И он опять нащупывал прицелом шевелящуюся массу танков на краю котловины, выстрелил два раза подряд, обессиленно и машинально вытер разъедающий пот с глаз, и в эту минуту снова гул моторов повис над землей, давя на голову, раздражающе заполнил уши. Но этот новый гул был другой, бомбардировочный, тяжелый, ровно и туго катящийся по небу. И прежде чем Новиков, готовый выругаться, увидел самолеты, крик Ремешкова захлестнул все:
– ИЛы! Товарищ капитан! Наши штурмовички! Раз, два… Гляньте-ка! Вон выровнялись! Миленькие!
Ремешков, насквозь промокший от пота, стоял между станинами среди куч пустых гильз, забыто прижимая к груди снаряд, смеялся радостным, всхлипывающим смехом, задрав голову, пот тек по крепкой шее его. Порохонько, без пилотки, со спутанными волосами, глядел в небо, прищурясь, шарил рукой по земле, ища соломинку, что ли; запекшийся от гари рот усмехался ядовито и недоверчиво.
Большая партия ИЛов низко шла над Карпатами, на запад, заслоняя солнце, выстраиваясь в боевой порядок.
И слева над пехотными траншеями, предупреждающе сигналя, выгнулись в сторону немцев красные ракеты. Штурмовики, разворачиваясь, пошли на круг. Сразу бой, казалось, стих, замер на земле.

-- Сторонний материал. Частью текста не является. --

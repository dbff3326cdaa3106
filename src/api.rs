//! HTTP surface for semsearch.
//!
//! A compact Axum router with three endpoints:
//!
//! - `POST /api/v1/documents` – Index a document supplied as JSON (`{id?, content}`)
//!   or as a multipart form (`file` field, optional `id` value). Returns 202 with an
//!   empty body; a missing id is generated server-side.
//! - `GET /api/v1/search?q=<text>` – Embed the query, retrieve similar documents, and
//!   return a synthesized summary with per-document sources.
//! - `GET /health` – Liveness only, no dependency checks.
//!
//! Failures map to coarse status codes; upstream provider error bodies go to the
//! logs, never to clients.

use crate::pipeline::{IndexPipeline, PipelineError, QueryPipeline, SearchResult};
use axum::{
    Json, Router,
    body::to_bytes,
    extract::{FromRequest, Multipart, Query, Request, State},
    http::{StatusCode, header::CONTENT_TYPE},
    response::{IntoResponse, Response},
    routing::{get, post},
};
use serde::{Deserialize, Serialize};
use std::sync::Arc;
use uuid::Uuid;

const MAX_BODY_BYTES: usize = 10 * 1024 * 1024;

/// Shared handler state: both pipelines wired over the same capability handles.
pub struct AppState {
    /// Pipeline backing `POST /api/v1/documents`.
    pub indexer: IndexPipeline,
    /// Pipeline backing `GET /api/v1/search`.
    pub searcher: QueryPipeline,
}

/// Build the HTTP router exposing the document and search API surface.
pub fn create_router(state: Arc<AppState>) -> Router {
    Router::new()
        .route("/api/v1/documents", post(index_document))
        .route("/api/v1/search", get(search_documents))
        .route("/health", get(health))
        .with_state(state)
}

/// Request body for the JSON form of `POST /api/v1/documents`.
#[derive(Deserialize)]
struct IndexDocumentRequest {
    /// Optional document identifier; generated when absent.
    #[serde(default)]
    id: Option<String>,
    /// Raw document contents to index.
    content: String,
}

async fn index_document(
    State(state): State<Arc<AppState>>,
    request: Request,
) -> Result<StatusCode, AppError> {
    let content_type = request
        .headers()
        .get(CONTENT_TYPE)
        .and_then(|value| value.to_str().ok())
        .unwrap_or("")
        .to_string();

    let (id, content) = if content_type.starts_with("application/json") {
        let bytes = to_bytes(request.into_body(), MAX_BODY_BYTES)
            .await
            .map_err(|_| AppError::BadRequest("invalid request body"))?;
        let body: IndexDocumentRequest = serde_json::from_slice(&bytes)
            .map_err(|_| AppError::BadRequest("invalid request body"))?;
        (body.id, body.content)
    } else if content_type.starts_with("multipart/form-data") {
        read_multipart(request).await?
    } else {
        return Err(AppError::UnsupportedContentType);
    };

    let id = match id.filter(|value| !value.trim().is_empty()) {
        Some(id) => id,
        None => Uuid::new_v4().to_string(),
    };

    state.indexer.index(&id, &content).await?;
    Ok(StatusCode::ACCEPTED)
}

async fn read_multipart(request: Request) -> Result<(Option<String>, String), AppError> {
    let mut multipart = Multipart::from_request(request, &())
        .await
        .map_err(|_| AppError::BadRequest("invalid multipart body"))?;

    let mut id = None;
    let mut content = None;
    while let Some(field) = multipart
        .next_field()
        .await
        .map_err(|_| AppError::BadRequest("invalid multipart body"))?
    {
        let name = field.name().map(str::to_string);
        match name.as_deref() {
            Some("file") => {
                content = Some(
                    field
                        .text()
                        .await
                        .map_err(|_| AppError::BadRequest("failed to read file field"))?,
                );
            }
            Some("id") => {
                id = Some(
                    field
                        .text()
                        .await
                        .map_err(|_| AppError::BadRequest("failed to read id field"))?,
                );
            }
            _ => {}
        }
    }

    let content = content.ok_or(AppError::BadRequest("missing file field"))?;
    Ok((id, content))
}

#[derive(Deserialize)]
struct SearchParams {
    #[serde(default)]
    q: Option<String>,
}

/// Response body for `GET /api/v1/search`. Field names are part of the wire
/// contract inherited from the original service.
#[derive(Serialize)]
struct SearchResponseBody {
    #[serde(rename = "Summary")]
    summary: String,
    #[serde(rename = "Sources")]
    sources: Vec<SourceBody>,
}

#[derive(Serialize)]
struct SourceBody {
    #[serde(rename = "DocumentID")]
    document_id: String,
    #[serde(rename = "Snippet")]
    snippet: String,
}

impl From<SearchResult> for SearchResponseBody {
    fn from(result: SearchResult) -> Self {
        Self {
            summary: result.summary,
            sources: result
                .sources
                .into_iter()
                .map(|source| SourceBody {
                    document_id: source.document_id,
                    snippet: source.snippet,
                })
                .collect(),
        }
    }
}

async fn search_documents(
    State(state): State<Arc<AppState>>,
    Query(params): Query<SearchParams>,
) -> Result<Json<SearchResponseBody>, AppError> {
    let query = params.q.unwrap_or_default();
    if query.trim().is_empty() {
        return Err(AppError::BadRequest("missing query parameter 'q'"));
    }

    let result = state.searcher.query(&query).await?;
    Ok(Json(SearchResponseBody::from(result)))
}

async fn health() -> StatusCode {
    StatusCode::OK
}

enum AppError {
    BadRequest(&'static str),
    UnsupportedContentType,
    Pipeline(PipelineError),
}

impl From<PipelineError> for AppError {
    fn from(inner: PipelineError) -> Self {
        Self::Pipeline(inner)
    }
}

impl IntoResponse for AppError {
    fn into_response(self) -> Response {
        match self {
            Self::BadRequest(message) => (StatusCode::BAD_REQUEST, message).into_response(),
            Self::UnsupportedContentType => {
                (StatusCode::UNSUPPORTED_MEDIA_TYPE, "unsupported content type").into_response()
            }
            Self::Pipeline(PipelineError::EmptyQuery) => {
                (StatusCode::BAD_REQUEST, "query text must not be empty").into_response()
            }
            Self::Pipeline(error) => {
                tracing::error!(error = %error, "Pipeline request failed");
                (StatusCode::INTERNAL_SERVER_ERROR, "request failed").into_response()
            }
        }
    }
}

«Это передышка, вот она, передышка! Может быть, больше ее не будет! – подумал Новиков, видя, как первый штурмовик клюнул в воздухе, стал пикировать над немецкими танками. – Лена в десяти шагах отсюда, Лена… Я успею снести ее в тихое место, в особняк. Что она там, ждет меня? Я не имею права забывать о ней… Нет, я не забывал о ней…»
– Останьтесь за меня, – хрипло крикнул он Порохонько. – Я сейчас вернусь.
Он шел к блиндажу по осколкам, шагал, пошатываясь, как в знойном тумане. Он совсем не замечал, что прежней огневой позиции, хода сообщения, ровиков почти не существовало, – все было изрыто танковыми снарядами, зияло частыми оспинами воронок, глубоко взрыхленной, вывернутой землей, брустверы наполовину стесаны, точно огромные лопаты, железные метлы прошлись по ним.
Он распахнул дверь в блиндаж и вошел.